The U.S. Attorney for the Northern District of Texas, Ryan Raybould, announced the results of the office’s participation in the “2026 National Healthcare Fraud Takedown” during a press conference Tuesday. The seven cases across the district represent more than $365 million in alleged fraudulent billing.
Raybould said fraud has never been “more rampant,” and the need for enforcement has never been greater.
“A lot of this is a focus thing, where we are seeing more and more fraud the more that we dig,” he said. “I don’t have the data at my fingertips now, but I can tell you, we’ve charged $360 million in a healthcare fraud takedown with the same agents that we work with day-in and day-out.”
The cases include one involving the owner and CEO of a hospice provider in Garland who allegedly "recruited patients who were ineligible for hospice care and billed Medicare for services that were never provided." Other cases include allegations of illegal kickbacks, bribes and other fraudulent practices.
The Northern District of Texas worked with the Federal Bureau of Investigation, as well as the offices of inspector general for other federal agencies – including the U.S Department of Health and Human Services, U.S. Department of Veteran Affairs and the U.S. Department of Defense, also referred to as the U.S. Department of War.
Joseph Rothrock, the special agent in charge of the FBI’s Dallas field office, said the agency’s involvement resulted in indictments for 10 of the 13 defendants with “ties to North Texas” for healthcare fraud charges.
“To effectively reduce fraud against the government, collaboration is key,” Rothrock said. “Together, we are making an impact by identifying and investigating individuals responsible for these schemes that would defraud our government-sponsored health care programs.”
The cases also involve fraud against private insurers, but mainly focus on fraud committed against public programs, like Medicaid, Medicare or Tricare – the healthcare program that provides coverage to military service members.
Chad Gosch, special agent in charge of the defense department’s Defense Criminal Investigative Service, said losses because of fraud can erode the resources intended for vulnerable populations.
“The overwhelming majority of healthcare providers who support our service members and their families do so honorably,” he said. “Today's takedown shines a bright light on fraudulent schemes that have targeted Tricare for years. These are not victimless crimes. They threaten medical readiness. They undermine the trust in our military healthcare system, and they divert funds intended for legitimate care.”
The Northern District of Texas was one of more than 35 districts that participated in the national anti-fraud initiative.
The effort resulted in more than 450 defendants charged in connection with more than $6.5 billion in alleged fraud, according to a statement from the U.S. Department of Justice. The agency said 90 “doctors and other licensed medical professionals” across the country were charged.
“Today’s Takedown represents a new era in federal, state, and international cooperation to combat health care fraud: cases in 56 federal districts and 45 U.S. states and territories, with 50 state Medicaid Fraud Control Units participating, the most in Department history,” the department said in a statement.
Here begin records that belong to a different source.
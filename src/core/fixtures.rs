//! Shared test records

use super::task::{Priority, Task, TaskId};
use super::TaskStore;
use chrono::NaiveDateTime;

/// Fixed timestamp `minutes` after a base instant
pub fn at(minutes: i64) -> NaiveDateTime {
    chrono::NaiveDate::from_ymd_opt(2024, 1, 1)
        .unwrap()
        .and_hms_opt(8, 0, 0)
        .unwrap()
        + chrono::Duration::minutes(minutes)
}

pub fn record(
    id: &str,
    parent: Option<&str>,
    anchor: Option<&str>,
    priority: i64,
    minute: i64,
) -> Task {
    Task {
        id: TaskId::from(id),
        title: format!("Task {id}"),
        description: String::new(),
        completed: false,
        stashed: false,
        parent_id: parent.map(TaskId::from),
        workflow_sibling_of: anchor.map(TaskId::from),
        created: at(minute),
        priority: Priority::new(priority),
    }
}

/// Full tree under `root`: `fanout` subtasks and `fanout` workflow siblings
/// at every node, `depth` levels deep. Returns the node count.
pub fn grow(store: &mut TaskStore, root: &str, depth: usize, fanout: usize) -> usize {
    let mut clock = 0;
    store.insert(record(root, None, None, 1, clock));
    1 + grow_children(store, root, None, depth, fanout, &mut clock)
}

fn grow_children(
    store: &mut TaskStore,
    id: &str,
    parent: Option<&str>,
    depth: usize,
    fanout: usize,
    clock: &mut i64,
) -> usize {
    if depth == 0 {
        return 0;
    }
    let mut count = 0;
    for i in 0..fanout {
        *clock += 1;
        let sub = format!("{id}.s{i}");
        store.insert(record(&sub, Some(id), None, i as i64 + 1, *clock));
        count += 1 + grow_children(store, &sub, Some(id), depth - 1, fanout, clock);

        *clock += 1;
        let wf = format!("{id}.w{i}");
        store.insert(record(&wf, parent, Some(id), i as i64 + 1, *clock));
        count += 1 + grow_children(store, &wf, parent, depth - 1, fanout, clock);
    }
    count
}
The statement also said the Centers for Medicare and Medicaid Services suspended more than 1,000 providers and revoked billing privileges for more than 1,400 providers nationwide.
Raybould said North Texas has participated before, including last year when it pursued four cases. He said this year was not only bigger but required more collaboration between agencies.
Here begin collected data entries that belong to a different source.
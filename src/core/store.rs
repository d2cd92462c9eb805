//! Task store - flat id -> record map plus the two relation accessors
//!
//! Subtask and workflow relations live on the records themselves; the
//! accessors here are the only way to walk them.

use super::error::{TaskError, TaskResult};
use super::priority;
use super::task::{NewTask, Priority, SortMode, Task, TaskEdit, TaskId, ViewFilter};
use chrono::{Local, NaiveDateTime};
use std::collections::BTreeMap;

/// In-memory task store, owned by the application for the whole session
#[derive(Debug, Clone, Default, PartialEq)]
pub struct TaskStore {
    tasks: BTreeMap<TaskId, Task>,
}

impl TaskStore {
    pub fn new() -> Self {
        Self::default()
    }

    /// Build a store from loaded records. The map key is authoritative for ids.
    pub fn from_tasks(tasks: BTreeMap<TaskId, Task>) -> Self {
        let tasks = tasks
            .into_iter()
            .map(|(key, mut task)| {
                if task.id != key {
                    if !task.id.is_empty() {
                        log::warn!("Task record id {} differs from key {}, using key", task.id, key);
                    }
                    task.id = key.clone();
                }
                (key, task)
            })
            .collect();
        Self { tasks }
    }

    pub fn tasks(&self) -> &BTreeMap<TaskId, Task> {
        &self.tasks
    }

    pub fn len(&self) -> usize {
        self.tasks.len()
    }

    pub fn is_empty(&self) -> bool {
        self.tasks.is_empty()
    }

    pub fn contains(&self, id: &TaskId) -> bool {
        self.tasks.contains_key(id)
    }

    pub fn get(&self, id: &TaskId) -> Option<&Task> {
        self.tasks.get(id)
    }

    pub(crate) fn get_mut(&mut self, id: &TaskId) -> Option<&mut Task> {
        self.tasks.get_mut(id)
    }

    pub(crate) fn require_mut(&mut self, id: &TaskId) -> TaskResult<&mut Task> {
        self.tasks
            .get_mut(id)
            .ok_or_else(|| TaskError::NotFound(id.clone()))
    }

    pub fn iter(&self) -> impl Iterator<Item = &Task> {
        self.tasks.values()
    }

    /// Insert a fully formed record as-is, replacing any record with the same id
    pub fn insert(&mut self, task: Task) {
        self.tasks.insert(task.id.clone(), task);
    }

    pub(crate) fn remove(&mut self, id: &TaskId) -> Option<Task> {
        self.tasks.remove(id)
    }

    /// Parent reference, or `None` when absent or dangling
    fn effective_parent<'a>(&self, task: &'a Task) -> Option<&'a TaskId> {
        task.parent_id.as_ref().filter(|id| self.tasks.contains_key(*id))
    }

    /// Workflow anchor reference, or `None` when absent or dangling
    fn effective_anchor<'a>(&self, task: &'a Task) -> Option<&'a TaskId> {
        task.workflow_sibling_of
            .as_ref()
            .filter(|id| self.tasks.contains_key(*id))
    }

    /// A root heads its own tree: no live parent and no live workflow anchor
    pub fn is_root(&self, id: &TaskId) -> bool {
        self.tasks.get(id).is_some_and(|task| {
            self.effective_parent(task).is_none() && self.effective_anchor(task).is_none()
        })
    }

    /// Direct subtasks of `parent_id`, by priority then creation order.
    ///
    /// Workflow siblings never appear here even when they share the parent.
    pub fn subtasks(&self, parent_id: &TaskId) -> Vec<TaskId> {
        let mut children: Vec<&Task> = self
            .tasks
            .values()
            .filter(|t| {
                self.effective_parent(t) == Some(parent_id) && self.effective_anchor(t).is_none()
            })
            .collect();
        children.sort_by(|a, b| {
            a.priority
                .cmp(&b.priority)
                .then(a.created.cmp(&b.created))
                .then(a.id.cmp(&b.id))
        });
        children.into_iter().map(|t| t.id.clone()).collect()
    }

    /// Direct workflow siblings of `task_id`, by creation order.
    ///
    /// Siblings of siblings are not included; callers recurse.
    pub fn workflow_siblings(&self, task_id: &TaskId) -> Vec<TaskId> {
        let mut siblings: Vec<&Task> = self
            .tasks
            .values()
            .filter(|t| t.workflow_sibling_of.as_ref() == Some(task_id))
            .collect();
        siblings.sort_by(|a, b| a.created.cmp(&b.created).then(a.id.cmp(&b.id)));
        siblings.into_iter().map(|t| t.id.clone()).collect()
    }

    /// Root tasks shown by a view, in display order
    pub fn roots(&self, filter: ViewFilter, sort: SortMode) -> Vec<TaskId> {
        let mut roots: Vec<&Task> = self
            .tasks
            .values()
            .filter(|t| {
                self.effective_parent(t).is_none()
                    && self.effective_anchor(t).is_none()
                    && filter.matches(t)
            })
            .collect();
        match sort {
            SortMode::Priority => roots.sort_by(|a, b| {
                a.priority
                    .cmp(&b.priority)
                    .then(a.created.cmp(&b.created))
                    .then(a.id.cmp(&b.id))
            }),
            SortMode::Created => {
                roots.sort_by(|a, b| a.created.cmp(&b.created).then(a.id.cmp(&b.id)))
            }
        }
        roots.into_iter().map(|t| t.id.clone()).collect()
    }

    /// Resolve a full id or a unique id prefix
    pub fn resolve(&self, prefix: &str) -> TaskResult<TaskId> {
        let prefix = prefix.trim();
        let exact = TaskId::from(prefix);
        if self.tasks.contains_key(&exact) {
            return Ok(exact);
        }

        let matches: Vec<&TaskId> = if prefix.is_empty() {
            Vec::new()
        } else {
            self.tasks
                .keys()
                .filter(|id| id.as_str().starts_with(prefix))
                .collect()
        };

        match matches.as_slice() {
            [] => Err(TaskError::NotFound(exact)),
            [only] => Ok((*only).clone()),
            many => Err(TaskError::AmbiguousId {
                prefix: prefix.to_string(),
                matches: many.len(),
            }),
        }
    }

    /// Create a task from user input and insert it
    pub fn create(&mut self, new: NewTask) -> TaskResult<TaskId> {
        let title = new.title.trim();
        if title.is_empty() {
            return Err(TaskError::EmptyTitle);
        }

        let mut parent_id = new.parent_id;
        if let Some(anchor_id) = &new.workflow_sibling_of {
            let anchor = self
                .tasks
                .get(anchor_id)
                .ok_or_else(|| TaskError::NotFound(anchor_id.clone()))?;
            // Workflow siblings share their anchor's parent
            parent_id = anchor.parent_id.clone();
        } else if let Some(pid) = &parent_id {
            if !self.tasks.contains_key(pid) {
                return Err(TaskError::NotFound(pid.clone()));
            }
        }

        let task = Task {
            id: TaskId::generate(),
            title: title.to_string(),
            description: new.description.trim().to_string(),
            completed: false,
            stashed: false,
            parent_id,
            workflow_sibling_of: new.workflow_sibling_of,
            created: self.next_created(),
            priority: priority::next_priority(self),
        };
        let id = task.id.clone();
        log::info!("Created task {} ({})", id.short(), task.title);
        self.insert(task);
        Ok(id)
    }

    /// Create a subtask under `parent_id`
    pub fn add_subtask(
        &mut self,
        parent_id: &TaskId,
        title: &str,
        description: &str,
    ) -> TaskResult<TaskId> {
        self.create(NewTask {
            title: title.to_string(),
            description: description.to_string(),
            parent_id: Some(parent_id.clone()),
            workflow_sibling_of: None,
        })
    }

    /// Create a workflow continuation of `anchor_id`
    pub fn add_workflow_sibling(
        &mut self,
        anchor_id: &TaskId,
        title: &str,
        description: &str,
    ) -> TaskResult<TaskId> {
        self.create(NewTask {
            title: title.to_string(),
            description: description.to_string(),
            parent_id: None,
            workflow_sibling_of: Some(anchor_id.clone()),
        })
    }

    /// Apply an edit. An empty title rejects the whole edit.
    pub fn edit(&mut self, id: &TaskId, edit: TaskEdit) -> TaskResult<()> {
        if !self.tasks.contains_key(id) {
            return Err(TaskError::NotFound(id.clone()));
        }
        let title = match &edit.title {
            Some(title) if title.trim().is_empty() => return Err(TaskError::EmptyTitle),
            Some(title) => Some(title.trim().to_string()),
            None => None,
        };

        let task = self.require_mut(id)?;
        if let Some(title) = title {
            task.title = title;
        }
        if let Some(description) = edit.description {
            task.description = description.trim().to_string();
        }
        if let Some(input) = edit.priority {
            task.priority = Priority::parse_input(&input);
        }
        Ok(())
    }

    /// Set completion on a single task. Does not cascade.
    pub fn set_done(&mut self, id: &TaskId, done: bool) -> TaskResult<()> {
        self.require_mut(id)?.set_completed(done);
        Ok(())
    }

    /// Flip completion on a single task, returning the new value
    pub fn toggle_done(&mut self, id: &TaskId) -> TaskResult<bool> {
        let task = self.require_mut(id)?;
        let done = !task.completed;
        task.set_completed(done);
        Ok(done)
    }

    /// Creation timestamp strictly after every existing one
    fn next_created(&self) -> NaiveDateTime {
        let now = Local::now().naive_local();
        match self.tasks.values().map(|t| t.created).max() {
            Some(latest) if latest >= now => latest + chrono::Duration::microseconds(1),
            _ => now,
        }
    }
}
“The partnerships are deeper,” he said. “We’ve always been good partners, but they’re even better.”
The Northern District covers more than 100 counties in Texas. A majority of the cases included in the 2026 effort are in the Dallas division. Raybould said at least one case is in the Fort Worth division, which he said moves very quickly on these types of cases.
However, Raybould said he and other officials hope to bring these types of cases outside of Dallas and Fort Worth.
“Historically, for whatever reason, we haven’t brought a lot of healthcare fraud cases in West Texas, which I think is something I’d like to change,” he said. “We have to trust juries across 100 counties, not just in Dallas, to hear and see these cases, as well as the judges.”
In addition to federal officials, Texas officials are focused on potential fraud in the state’s Medicaid program – despite acknowledging the state has one of the lowest Medicaid fraud rates in the country.
Raybould said the increase in attention has affected where he directs resources. While he said his office has done well in addressing the issue in the past, Raybould said there’s room to improve.
“We are putting more and more attention and more resources into our fraud efforts,” he said.